TASK OBJECTIVE
Return the listing in full. Keep each line exactly as it is.

DATASET ENTRIES
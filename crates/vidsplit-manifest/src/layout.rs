use crate::split::Split;
use std::path::{Path, PathBuf};

/// Where the three manifests live.
///
/// Default layout is `<dir>/train.csv`, `<dir>/val.csv`, `<dir>/test.csv`.
/// The extension is kept for downstream loaders; content is space-delimited.
#[derive(Debug, Clone)]
pub struct ManifestLayout {
    dir: PathBuf,
}

impl ManifestLayout {
    #[must_use]
    pub fn new(dir: PathBuf) -> Self {
        Self { dir }
    }

    /// Layout rooted in the current working directory.
    #[must_use]
    pub fn current_dir() -> Self {
        Self::new(PathBuf::from("."))
    }

    #[must_use]
    pub fn dir(&self) -> &Path {
        &self.dir
    }

    #[must_use]
    pub fn file_name(split: Split) -> &'static str {
        match split {
            Split::Train => "train.csv",
            Split::Val => "val.csv",
            Split::Test => "test.csv",
        }
    }

    #[must_use]
    pub fn manifest_path(&self, split: Split) -> PathBuf {
        self.dir.join(Self::file_name(split))
    }
}
//! Loyalty ledger storage.
//!
//! The transaction log is the source of truth; the per-account balance is
//! a cache kept in lockstep. Order credits are idempotent, keyed by order
//! number, so a retried delivery transition never double-credits.

use atelier_commerce::error::CommerceError;
use atelier_commerce::ids::CustomerId;
use atelier_commerce::loyalty::{
    fold_transactions, LoyaltyAccount, LoyaltyTransaction, TransactionKind, TransactionSource,
};
use dashmap::{DashMap, DashSet};
use parking_lot::RwLock;

/// Outcome of an order credit.
#[derive(Debug, Clone, Copy, PartialEq, Eq)]
pub enum CreditOutcome {
    /// Points were credited; carries the new balance.
    Credited(i64),
    /// This order was already credited; no points moved.
    AlreadyCredited,
}

/// Loyalty accounts plus their append-only transaction log.
///
/// Lock order: the account entry guard is always taken before the
/// transaction log lock, never the reverse. Every write path (earn,
/// redeem, recompute) touches the account and the log inside one entry
/// guard, so a recompute can never fold the log between an account
/// update and its matching log append.
#[derive(Debug, Default)]
pub struct LoyaltyStore {
    accounts: DashMap<CustomerId, LoyaltyAccount>,
    transactions: RwLock<Vec<LoyaltyTransaction>>,
    credited_orders: DashSet<String>,
}

impl LoyaltyStore {
    /// Create an empty store.
    pub fn new() -> Self {
        Self::default()
    }

    /// Read an account.
    pub fn account(&self, customer_id: &CustomerId) -> Option<LoyaltyAccount> {
        self.accounts.get(customer_id).map(|e| e.value().clone())
    }

    /// Transactions for one account, oldest first.
    pub fn transactions_for(&self, customer_id: &CustomerId) -> Vec<LoyaltyTransaction> {
        self.transactions
            .read()
            .iter()
            .filter(|t| &t.customer_id == customer_id)
            .cloned()
            .collect()
    }

    /// Credit points for a delivered order, idempotently.
    ///
    /// The order number is claimed first; a repeat call (retried request,
    /// double-fired transition) finds it claimed and is a no-op.
    pub fn credit_for_order(
        &self,
        customer_id: &CustomerId,
        order_number: &str,
        points: i64,
        now: i64,
    ) -> Result<CreditOutcome, CommerceError> {
        if points <= 0 {
            return Err(CommerceError::Validation(format!(
                "credit must be positive, got {}",
                points
            )));
        }
        if !self.credited_orders.insert(order_number.to_string()) {
            return Ok(CreditOutcome::AlreadyCredited);
        }

        let balance = self.apply_earn(
            customer_id,
            points,
            TransactionSource::Order,
            Some(order_number.to_string()),
            None,
            now,
        )?;
        Ok(CreditOutcome::Credited(balance))
    }

    /// Grant referral points.
    pub fn grant_referral(
        &self,
        customer_id: &CustomerId,
        points: i64,
        now: i64,
    ) -> Result<i64, CommerceError> {
        self.apply_earn(customer_id, points, TransactionSource::Referral, None, None, now)
    }

    /// Grant points manually, with a note for the audit trail.
    pub fn grant_manual(
        &self,
        customer_id: &CustomerId,
        points: i64,
        note: impl Into<String>,
        now: i64,
    ) -> Result<i64, CommerceError> {
        self.apply_earn(
            customer_id,
            points,
            TransactionSource::Manual,
            None,
            Some(note.into()),
            now,
        )
    }

    /// Redeem points. Fails rather than drive the balance negative.
    pub fn redeem(
        &self,
        customer_id: &CustomerId,
        points: i64,
        order_number: Option<String>,
        now: i64,
    ) -> Result<i64, CommerceError> {
        let mut entry = self
            .accounts
            .get_mut(customer_id)
            .ok_or_else(|| CommerceError::AccountNotFound(customer_id.to_string()))?;
        let account = entry.value_mut();
        account.redeem(points, now)?;
        // Log append happens under the entry guard; see the lock-order
        // note on the struct.
        self.transactions.write().push(LoyaltyTransaction {
            customer_id: customer_id.clone(),
            delta: -points,
            kind: TransactionKind::Redeemed,
            source: TransactionSource::Order,
            order_number,
            note: None,
            timestamp: now,
        });
        Ok(account.balance)
    }

    /// Check the cached balance against the fold of the transaction log.
    pub fn is_consistent(&self, customer_id: &CustomerId) -> bool {
        let Some(account) = self.account(customer_id) else {
            return true;
        };
        let log = self.transactions_for(customer_id);
        let (earned, redeemed) = fold_transactions(log.iter());
        account.lifetime_earned == earned
            && account.lifetime_redeemed == redeemed
            && account.is_consistent()
    }

    /// Rebuild the cached account from the transaction log.
    ///
    /// The escape hatch for cache drift: the fold result replaces the
    /// cached totals. Returns the healed account.
    pub fn recompute(&self, customer_id: &CustomerId) -> Result<LoyaltyAccount, CommerceError> {
        // Entry guard first, then the log, matching every other write
        // path: an earn or redeem in flight has either fully landed in
        // both places or not started, so the fold can never be stale
        // relative to the account it overwrites.
        let mut entry = self
            .accounts
            .get_mut(customer_id)
            .ok_or_else(|| CommerceError::AccountNotFound(customer_id.to_string()))?;
        let (earned, redeemed) = {
            let log = self.transactions.read();
            fold_transactions(log.iter().filter(|t| &t.customer_id == customer_id))
        };
        let account = entry.value_mut();
        account.lifetime_earned = earned;
        account.lifetime_redeemed = redeemed;
        account.balance = earned - redeemed;
        account.tier = atelier_commerce::loyalty::LoyaltyTier::from_lifetime_earned(earned);
        Ok(account.clone())
    }

    fn apply_earn(
        &self,
        customer_id: &CustomerId,
        points: i64,
        source: TransactionSource,
        order_number: Option<String>,
        note: Option<String>,
        now: i64,
    ) -> Result<i64, CommerceError> {
        let mut entry = self
            .accounts
            .entry(customer_id.clone())
            .or_insert_with(|| LoyaltyAccount::new(customer_id.clone(), now));
        let account = entry.value_mut();
        account.earn(points, now)?;
        // Log append happens under the entry guard; see the lock-order
        // note on the struct.
        self.transactions.write().push(LoyaltyTransaction {
            customer_id: customer_id.clone(),
            delta: points,
            kind: TransactionKind::Earned,
            source,
            order_number,
            note,
            timestamp: now,
        });
        Ok(account.balance)
    }
}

EXPECTED OUTPUT
filename crates/vidsplit-manifest/src/layout.rs
use crate::split::Split;
use std::path::{Path, PathBuf};

/// Where the three manifests live.
///
/// Default layout is `<dir>/train.csv`, `<dir>/val.csv`, `<dir>/test.csv`.
/// The extension is kept for downstream loaders; content is space-delimited.
#[derive(Debug, Clone)]
pub struct ManifestLayout {
    dir: PathBuf,
}

impl ManifestLayout {
    #[must_use]
    pub fn new(dir: PathBuf) -> Self {
        Self { dir }
    }

    /// Layout rooted in the current working directory.
    #[must_use]
    pub fn current_dir() -> Self {
        Self::new(PathBuf::from("."))
    }

    #[must_use]
    pub fn dir(&self) -> &Path {
        &self.dir
    }

    #[must_use]
    pub fn file_name(split: Split) -> &'static str {
        match split {
            Split::Train => "train.csv",
            Split::Val => "val.csv",
            Split::Test => "test.csv",
        }
    }

    #[must_use]
    pub fn manifest_path(&self, split: Split) -> PathBuf {
        self.dir.join(Self::file_name(split))
    }
}
//! Loyalty ledger storage.
//!
//! The transaction log is the source of truth; the per-account balance is
//! a cache kept in lockstep. Order credits are idempotent, keyed by order
//! number, so a retried delivery transition never double-credits.

use atelier_commerce::error::CommerceError;
use atelier_commerce::ids::CustomerId;
use atelier_commerce::loyalty::{
    fold_transactions, LoyaltyAccount, LoyaltyTransaction, TransactionKind, TransactionSource,
};
use dashmap::{DashMap, DashSet};
use parking_lot::RwLock;

/// Outcome of an order credit.
#[derive(Debug, Clone, Copy, PartialEq, Eq)]
pub enum CreditOutcome {
    /// Points were credited; carries the new balance.
    Credited(i64),
    /// This order was already credited; no points moved.
    AlreadyCredited,
}

/// Loyalty accounts plus their append-only transaction log.
///
/// Lock order: the account entry guard is always taken before the
/// transaction log lock, never the reverse. Every write path (earn,
/// redeem, recompute) touches the account and the log inside one entry
/// guard, so a recompute can never fold the log between an account
/// update and its matching log append.
#[derive(Debug, Default)]
pub struct LoyaltyStore {
    accounts: DashMap<CustomerId, LoyaltyAccount>,
    transactions: RwLock<Vec<LoyaltyTransaction>>,
    credited_orders: DashSet<String>,
}

impl LoyaltyStore {
    /// Create an empty store.
    pub fn new() -> Self {
        Self::default()
    }

    /// Read an account.
    pub fn account(&self, customer_id: &CustomerId) -> Option<LoyaltyAccount> {
        self.accounts.get(customer_id).map(|e| e.value().clone())
    }

    /// Transactions for one account, oldest first.
    pub fn transactions_for(&self, customer_id: &CustomerId) -> Vec<LoyaltyTransaction> {
        self.transactions
            .read()
            .iter()
            .filter(|t| &t.customer_id == customer_id)
            .cloned()
            .collect()
    }

    /// Credit points for a delivered order, idempotently.
    ///
    /// The order number is claimed first; a repeat call (retried request,
    /// double-fired transition) finds it claimed and is a no-op.
    pub fn credit_for_order(
        &self,
        customer_id: &CustomerId,
        order_number: &str,
        points: i64,
        now: i64,
    ) -> Result<CreditOutcome, CommerceError> {
        if points <= 0 {
            return Err(CommerceError::Validation(format!(
                "credit must be positive, got {}",
                points
            )));
        }
        if !self.credited_orders.insert(order_number.to_string()) {
            return Ok(CreditOutcome::AlreadyCredited);
        }

        let balance = self.apply_earn(
            customer_id,
            points,
            TransactionSource::Order,
            Some(order_number.to_string()),
            None,
            now,
        )?;
        Ok(CreditOutcome::Credited(balance))
    }

    /// Grant referral points.
    pub fn grant_referral(
        &self,
        customer_id: &CustomerId,
        points: i64,
        now: i64,
    ) -> Result<i64, CommerceError> {
        self.apply_earn(customer_id, points, TransactionSource::Referral, None, None, now)
    }

    /// Grant points manually, with a note for the audit trail.
    pub fn grant_manual(
        &self,
        customer_id: &CustomerId,
        points: i64,
        note: impl Into<String>,
        now: i64,
    ) -> Result<i64, CommerceError> {
        self.apply_earn(
            customer_id,
            points,
            TransactionSource::Manual,
            None,
            Some(note.into()),
            now,
        )
    }

    /// Redeem points. Fails rather than drive the balance negative.
    pub fn redeem(
        &self,
        customer_id: &CustomerId,
        points: i64,
        order_number: Option<String>,
        now: i64,
    ) -> Result<i64, CommerceError> {
        let mut entry = self
            .accounts
            .get_mut(customer_id)
            .ok_or_else(|| CommerceError::AccountNotFound(customer_id.to_string()))?;
        let account = entry.value_mut();
        account.redeem(points, now)?;
        // Log append happens under the entry guard; see the lock-order
        // note on the struct.
        self.transactions.write().push(LoyaltyTransaction {
            customer_id: customer_id.clone(),
            delta: -points,
            kind: TransactionKind::Redeemed,
            source: TransactionSource::Order,
            order_number,
            note: None,
            timestamp: now,
        });
        Ok(account.balance)
    }

    /// Check the cached balance against the fold of the transaction log.
    pub fn is_consistent(&self, customer_id: &CustomerId) -> bool {
        let Some(account) = self.account(customer_id) else {
            return true;
        };
        let log = self.transactions_for(customer_id);
        let (earned, redeemed) = fold_transactions(log.iter());
        account.lifetime_earned == earned
            && account.lifetime_redeemed == redeemed
            && account.is_consistent()
    }

    /// Rebuild the cached account from the transaction log.
    ///
    /// The escape hatch for cache drift: the fold result replaces the
    /// cached totals. Returns the healed account.
    pub fn recompute(&self, customer_id: &CustomerId) -> Result<LoyaltyAccount, CommerceError> {
        // Entry guard first, then the log, matching every other write
        // path: an earn or redeem in flight has either fully landed in
        // both places or not started, so the fold can never be stale
        // relative to the account it overwrites.
        let mut entry = self
            .accounts
            .get_mut(customer_id)
            .ok_or_else(|| CommerceError::AccountNotFound(customer_id.to_string()))?;
        let (earned, redeemed) = {
            let log = self.transactions.read();
            fold_transactions(log.iter().filter(|t| &t.customer_id == customer_id))
        };
        let account = entry.value_mut();
        account.lifetime_earned = earned;
        account.lifetime_redeemed = redeemed;
        account.balance = earned - redeemed;
        account.tier = atelier_commerce::loyalty::LoyaltyTier::from_lifetime_earned(earned);
        Ok(account.clone())
    }

    fn apply_earn(
        &self,
        customer_id: &CustomerId,
        points: i64,
        source: TransactionSource,
        order_number: Option<String>,
        note: Option<String>,
        now: i64,
    ) -> Result<i64, CommerceError> {
        let mut entry = self
            .accounts
            .entry(customer_id.clone())
            .or_insert_with(|| LoyaltyAccount::new(customer_id.clone(), now));
        let account = entry.value_mut();
        account.earn(points, now)?;
        // Log append happens under the entry guard; see the lock-order
        // note on the struct.
        self.transactions.write().push(LoyaltyTransaction {
            customer_id: customer_id.clone(),
            delta: points,
            kind: TransactionKind::Earned,
            source,
            order_number,
            note,
            timestamp: now,
        });
        Ok(account.balance)
    }
}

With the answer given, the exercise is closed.